Why LeBron’s TV Show Won’t Influence His NBA Future

Why LeBron's TV Show Won't Influence His NBA Future

LeBron looks on from the sideline at Madison Square Garden. | Al Bello/Getty Images

On his worst day, LeBron James is one of the top five players in the NBA. He is also slated to be a free agent this summer… sort of. James rejoined his hometown Cleveland Cavaliers in 2014 with a two-year deal that featured a player option (which he declined to sign another, nearly identical deal, this summer).

Because players of LeBron’s caliber tend to be locked into massive contracts that span half a decade or so, his situation with the Cavaliers creates a state of flux that is great for him, as he gets to sign a short-term max contract each season, and great for the rumor mill, because it means that there is always the possibility that Cleveland’s greatest basketball player could leave.

As you can imagine, this lets anyone take anything James does, on or off the court, and examine it through this lens as if it were socio-political criticism (think feminist critiques, Marxist critiques, so on and so forth — for NBA fans, we’ve got the James Departure school of thought). LeBron sneezed? He’s bailing on Cleveland. The latest morsel of discourse for the LeBron Landing-Spotters?

So, people lost their minds when news broke that James would co-produce a reality show, titled Cleveland Hustles, in which he and the always-present Maverick Carter will “give four up and coming local entrepreneurs the chance to realize their own dreams while also helping to revitalize a neighborhood in Cleveland.”

The logic, detailed by Cleveland.com‘s Joe Vardon goes something like this: LeBron’s TV show will air in August; there’s no way he’d leave Cleveland in July (a month before the show’s debut). This is, of course, bullshit. To hit the low-hanging fruit first, remember the last time LeBron was on national television to raise money for those less fortunate than themselves?

The Decision can’t factor too heavily into this discussion because the circumstances are so totally unlike James’s free agency in 2016, but as a television event it was always about helping out the Boys and Girls Clubs of America and other charities — and it did, raising $2.5 million for that organization and millions more for others. Which is to say, if James is leaving Cleveland, it will be because of basketball-related reasons, not because he does or does not have a Cleveland-based TV show in the works.

Why LeBron's TV Show Won't Influence His NBA Future

LeBron James during a break in the action against the Atlanta Hawks. | Kevin C. Cox/Getty Images

That said, bailing on Cleveland makes only a little bit of sense from a basketball perspective. And it enters into Nero-burning-down-Rome territory when you consider any other facet of the situation. Are the Cavaliers a flawed basketball team? Undoubtedly, but you can say the same for any other squad save Golden State or San Antonio this year — and they’re not perfect basketball teams either, just historically great ones.

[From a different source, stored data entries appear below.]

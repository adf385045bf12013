//! Error types for the extraction pipeline and ingestion workflow

use thiserror::Error;

/// Crate-wide result type
pub type Result<T> = std::result::Result<T, Error>;

/// Coarse error classification used by callers that only care about the category.
#[derive(Debug, Clone, Copy, PartialEq, Eq)]
pub enum ErrorKind {
    NotFound,
    LoadError,
    ValidationError,
    StorageError,
    SinkError,
}

#[derive(Error, Debug)]
pub enum Error {
    #[error("model not available: {name} (loaded models: {available:?})")]
    ModelNotFound { name: String, available: Vec<String> },

    #[error("no OCR model registered for counter {0}")]
    NoModelForCounter(String),

    #[error("Not found: {0}")]
    NotFound(String),

    #[error("failed to load model {name}: {reason}")]
    Load { name: String, reason: String },

    #[error("Validation error: {0}")]
    Validation(String),

    #[error("Storage error: {0}")]
    Storage(String),

    #[error("Upload failed: {0}")]
    Upload(String),

    #[error("Sink write failed: {0}")]
    Sink(String),

    #[error("Database error: {0}")]
    Database(#[from] sqlx::Error),

    #[error("Migration error: {0}")]
    Migration(#[from] sqlx::migrate::MigrateError),

    #[error("IO error: {0}")]
    Io(#[from] std::io::Error),

    #[error("Image error: {0}")]
    Image(#[from] image::ImageError),

    #[error("JSON error: {0}")]
    Json(#[from] serde_json::Error),
}

impl Error {
    pub fn kind(&self) -> ErrorKind {
        match self {
            Error::ModelNotFound { .. } | Error::NoModelForCounter(_) | Error::NotFound(_) => {
                ErrorKind::NotFound
            }
            Error::Load { .. } => ErrorKind::LoadError,
            Error::Validation(_) | Error::Image(_) | Error::Json(_) => ErrorKind::ValidationError,
            Error::Storage(_)
            | Error::Upload(_)
            | Error::Database(_)
            | Error::Migration(_)
            | Error::Io(_) => ErrorKind::StorageError,
            Error::Sink(_) => ErrorKind::SinkError,
        }
    }

    pub fn load(name: impl Into<String>, reason: impl std::fmt::Display) -> Self {
        Error::Load {
            name: name.into(),
            reason: reason.to_string(),
        }
    }
}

As of this morning (April 6), Cleveland has the third-best overall record in the league (at 56-22), behind both of the aforementioned teams but ahead of contemporaries like the Oklahoma City Thunder and the Los Angeles Clippers. All that to say: The Cavs own the Eastern Conference, period, and it’s extraordinarily unlikely, assuming good health, that they’ll drop a seven-game series before the NBA Finals.

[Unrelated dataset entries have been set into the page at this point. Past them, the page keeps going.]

use std::collections::BTreeMap;

use serde::{Deserialize, Serialize};
use time::OffsetDateTime;

/// Value used for every expected label that was not detected or not legible
pub const DEFAULT_VALUE: &str = "0";

/// Labeled region in original-image pixel space.
#[derive(Debug, Clone, PartialEq, Eq)]
pub struct BoundingBox {
    pub label: String,
    pub x1: u32,
    pub y1: u32,
    pub x2: u32,
    pub y2: u32,
}

impl BoundingBox {
    pub fn width(&self) -> u32 {
        self.x2 - self.x1
    }

    pub fn height(&self) -> u32 {
        self.y2 - self.y1
    }

    /// Clamp float corners into a `width` x `height` image.
    ///
    /// A box that collapses after clamping is widened to a single pixel instead of dropped,
    /// so `x1 < x2` and `y1 < y2` always hold for a non-empty image.
    pub fn clamped(label: impl Into<String>, corners: [f32; 4], width: u32, height: u32) -> Self {
        let [x1, y1, x2, y2] = corners;
        let (x1, x2) = clamp_axis(x1.min(x2), x1.max(x2), width);
        let (y1, y2) = clamp_axis(y1.min(y2), y1.max(y2), height);
        Self {
            label: label.into(),
            x1,
            y1,
            x2,
            y2,
        }
    }
}

fn clamp_axis(lo: f32, hi: f32, extent: u32) -> (u32, u32) {
    let extent = extent.max(1);
    let max = extent as f32;
    let lo = if lo.is_finite() { lo.clamp(0.0, max) } else { 0.0 };
    let hi = if hi.is_finite() { hi.clamp(0.0, max) } else { max };
    let mut lo = lo.floor() as u32;
    let mut hi = hi.ceil() as u32;
    if lo >= extent {
        lo = extent - 1;
    }
    if hi <= lo {
        hi = lo + 1;
    }
    (lo, hi.min(extent))
}

/// Label to recognized digits, one entry per expected label.
#[derive(Debug, Clone, Default, PartialEq, Eq, Serialize, Deserialize)]
#[serde(transparent)]
pub struct ExtractionResult(BTreeMap<String, String>);

impl ExtractionResult {
    /// Result with every label set to [`DEFAULT_VALUE`].
    pub fn with_defaults<S: AsRef<str>>(labels: &[S]) -> Self {
        Self(
            labels
                .iter()
                .map(|label| (label.as_ref().to_string(), DEFAULT_VALUE.to_string()))
                .collect(),
        )
    }

    pub fn get(&self, label: &str) -> Option<&str> {
        self.0.get(label).map(String::as_str)
    }

    pub fn contains(&self, label: &str) -> bool {
        self.0.contains_key(label)
    }

    pub fn insert(&mut self, label: impl Into<String>, value: impl Into<String>) {
        self.0.insert(label.into(), value.into());
    }

    pub fn labels(&self) -> impl Iterator<Item = &str> {
        self.0.keys().map(String::as_str)
    }

    pub fn iter(&self) -> impl Iterator<Item = (&str, &str)> {
        self.0.iter().map(|(k, v)| (k.as_str(), v.as_str()))
    }

    pub fn len(&self) -> usize {
        self.0.len()
    }

    pub fn is_empty(&self) -> bool {
        self.0.is_empty()
    }
}

impl<K: Into<String>, V: Into<String>> FromIterator<(K, V)> for ExtractionResult {
    fn from_iter<I: IntoIterator<Item = (K, V)>>(iter: I) -> Self {
        Self(iter.into_iter().map(|(k, v)| (k.into(), v.into())).collect())
    }
}

/// Detection model bound to a counter, with the labels it is expected to find.
#[derive(Debug, Clone, PartialEq, Serialize, Deserialize)]
pub struct OcrModelRecord {
    pub id: String,
    pub counter_id: String,
    pub file_name: String,
    pub file_path: String,
    pub collected_info: Vec<String>,
    #[serde(with = "time::serde::rfc3339")]
    pub created_at: OffsetDateTime,
    #[serde(with = "time::serde::rfc3339")]
    pub updated_at: OffsetDateTime,
}

impl OcrModelRecord {
    /// Registry key of the model file backing this record.
    pub fn model_name(&self) -> &str {
        std::path::Path::new(&self.file_path)
            .file_name()
            .and_then(|name| name.to_str())
            .unwrap_or(&self.file_path)
    }
}

/// Storage file name that embeds the provenance of a model:
/// `model_{ocr_model_id}_counter_{counter_id}_{original_file_name}`.
pub fn model_file_name(ocr_model_id: &str, counter_id: &str, original_file_name: &str) -> String {
    format!("model_{ocr_model_id}_counter_{counter_id}_{original_file_name}")
}

#[derive(Debug, Clone, PartialEq, Serialize, Deserialize)]
pub struct DataRecord {
    pub id: String,
    pub counter_id: String,
    pub ocr_model_id: String,
    pub flavor: String,
    pub size: String,
    pub collected_info_values: ExtractionResult,
    pub uploader_identity: String,
    pub file_url: Option<String>,
    #[serde(with = "time::serde::rfc3339")]
    pub created_at: OffsetDateTime,
    #[serde(with = "time::serde::rfc3339")]
    pub updated_at: OffsetDateTime,
}

#[derive(Debug, Clone, Default)]
pub struct DataRecordPatch {
    pub file_url: Option<String>,
}

#[derive(Debug, Clone, Default)]
pub struct DataRecordFilter {
    pub counter_id: Option<String>,
    pub flavor: Option<String>,
    pub size: Option<String>,
    pub uploader_identity: Option<String>,
    pub created_after: Option<OffsetDateTime>,
    pub created_before: Option<OffsetDateTime>,
}

impl DataRecordFilter {
    pub fn matches(&self, record: &DataRecord) -> bool {
        fn eq(filter: &Option<String>, value: &str) -> bool {
            filter.as_deref().is_none_or(|f| f == value)
        }
        eq(&self.counter_id, &record.counter_id)
            && eq(&self.flavor, &record.flavor)
            && eq(&self.size, &record.size)
            && eq(&self.uploader_identity, &record.uploader_identity)
            && self.created_after.is_none_or(|t| record.created_at >= t)
            && self.created_before.is_none_or(|t| record.created_at <= t)
    }
}

/// Production shift derived from the hour a record was created.
#[derive(Debug, Clone, Copy, PartialEq, Eq)]
pub enum Shift {
    First,
    Second,
    Third,
}

impl Shift {
    pub fn from_hour(hour: u8) -> Self {
        match hour {
            0..12 => Shift::First,
            12..20 => Shift::Second,
            _ => Shift::Third,
        }
    }

    pub fn number(self) -> u8 {
        match self {
            Shift::First => 1,
            Shift::Second => 2,
            Shift::Third => 3,
        }
    }
}

/// Current time in the local offset, falling back to UTC when the offset is unknown.
pub fn now() -> OffsetDateTime {
    OffsetDateTime::now_local().unwrap_or_else(|_| OffsetDateTime::now_utc())
}

#[cfg(test)]
mod tests {
    use super::*;

    #[test]
    fn shift_boundaries() {
        let cases = [(0, 1), (11, 1), (12, 2), (19, 2), (20, 3), (23, 3)];
        for (hour, expected) in cases {
            assert_eq!(Shift::from_hour(hour).number(), expected, "hour {hour}");
        }
    }

    #[test]
    fn clamping_keeps_edge_boxes() {
        let b = BoundingBox::clamped("Total", [-15.0, -3.0, 120.0, 70.0], 100, 50);
        assert_eq!((b.x1, b.y1, b.x2, b.y2), (0, 0, 100, 50));

        // entirely to the right of the image
        let b = BoundingBox::clamped("Good", [150.0, 10.0, 180.0, 20.0], 100, 50);
        assert!(b.x1 < b.x2 && b.x2 <= 100);
        assert_eq!(b.width(), 1);
    }

    #[test]
    fn model_file_name_embeds_provenance() {
        assert_eq!(
            model_file_name("42", "C1", "panel.rten"),
            "model_42_counter_C1_panel.rten"
        );
    }

    #[test]
    fn extraction_defaults_cover_all_labels() {
        let result = ExtractionResult::with_defaults(&["Total", "Good"]);
        assert_eq!(result.len(), 2);
        assert_eq!(result.get("Total"), Some(DEFAULT_VALUE));
        assert_eq!(serde_json::to_string(&result).unwrap(), r#"{"Good":"0","Total":"0"}"#);
    }
}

Cleveland is far from the juggernaut that Miami was when James chilled in South Beach, but that kind of post-season job security is a much more gripping argument for staying in Cleveland than having what will probably amount to limited screen time on Cleveland Hustles.

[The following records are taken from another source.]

//! Opt-in schema lint.
//!
//! The compiler trusts the schema author: placeholder names are never checked
//! during construction or compilation. [`validate_schema`] reports the
//! contract violations that would otherwise surface as confusing keys, such
//! as two placeholders sharing a name within one key's argument mapping.
//!
//! # Examples
//!
//! ```
//! use keyschema_core::*;
//!
//! let schema = NestedSchema::new().key("user", key!["user", Placeholder::string("id")]);
//! assert!(validate_schema(&schema).is_empty());
//!
//! // Both placeholders would read the same `id` argument.
//! let bad = NestedSchema::new().key(
//!     "pair",
//!     key![Placeholder::string("id"), Placeholder::number("id")],
//! );
//! assert!(!validate_schema(&bad).is_empty());
//! ```

use std::collections::HashSet;

use thiserror::Error;

use crate::types::{NestedSchema, Placeholder, SchemaNode};

/// Schema lint findings.
///
/// Paths are the dotted mapping keys leading to the offending entry.
#[derive(Debug, Clone, PartialEq, Eq, Error)]
pub enum ValidationError {
    /// A placeholder has an empty name.
    #[error("empty placeholder name at `{0}`")]
    EmptyPlaceholderName(String),
    /// Two placeholders that apply to the same key share a name.
    #[error("duplicate placeholder `{name}` at `{path}`")]
    DuplicatePlaceholder {
        /// The shared name.
        name: String,
        /// Where the second occurrence was found.
        path: String,
    },
    /// A key definition has no parts.
    #[error("key definition at `{0}` has no parts")]
    EmptyKeyDefinition(String),
}

/// Lints a schema, returning every finding in traversal order.
pub fn validate_schema(schema: &NestedSchema) -> Vec<ValidationError> {
    let mut errors = Vec::new();
    let mut path = Vec::new();
    validate_level(schema, &mut path, &[], &mut errors);
    errors
}

fn validate_level(
    schema: &NestedSchema,
    path: &mut Vec<String>,
    inherited: &[&Placeholder],
    errors: &mut Vec<ValidationError>,
) {
    for (key, node) in schema.iter() {
        let Some(node) = node else {
            continue;
        };
        path.push(key.to_string());

        match node {
            SchemaNode::Key(def) => {
                if def.parts().is_empty() {
                    errors.push(ValidationError::EmptyKeyDefinition(path.join(".")));
                }
                check_placeholders(inherited, def.placeholders(), path, errors);
            }
            SchemaNode::Nested(nested) => validate_level(nested, path, inherited, errors),
            SchemaNode::Parameterized(param) => {
                check_placeholders(inherited, param.placeholders().iter(), path, errors);
                let scope: Vec<&Placeholder> = inherited
                    .iter()
                    .copied()
                    .chain(param.placeholders().iter())
                    .collect();
                validate_level(param.schema(), path, &scope, errors);
            }
        }

        path.pop();
    }
}

fn check_placeholders<'a>(
    inherited: &[&Placeholder],
    own: impl Iterator<Item = &'a Placeholder>,
    path: &[String],
    errors: &mut Vec<ValidationError>,
) {
    let mut seen: HashSet<&str> = inherited.iter().map(|p| p.name()).collect();

    for p in own {
        if p.name().is_empty() {
            errors.push(ValidationError::EmptyPlaceholderName(path.join(".")));
            continue;
        }
        if !seen.insert(p.name()) {
            errors.push(ValidationError::DuplicatePlaceholder {
                name: p.name().to_string(),
                path: path.join("."),
            });
        }
    }
}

There is, however, a local argument that does merit some consideration: The fact that another James departure would sour his home state on him permanently. To seek an admittedly anecdotal perspective on it, we asked one Ohio native if she’d be all right with LeBron pulling a Karl Malone (signing a one-year deal with another team in an effort to make it to the playoffs at the end of his career).

Her response? It would be worse than The Decision, because the whole point of James coming back, allegedly, was that he had a connection with Ohio that was bigger than basketball. While this sort of sentiment can’t be properly balanced against the on-the-court stuff we believe will ultimately determine LeBron’s next NBA destination  — it also recalls Shakespeare, as in “dispute not with her: she is lunatic.” — there’s no doubt that James will want to return to Northeast Ohio once he retires, and we don’t see him wanting to burn any hometown bridges before then, TV show or not.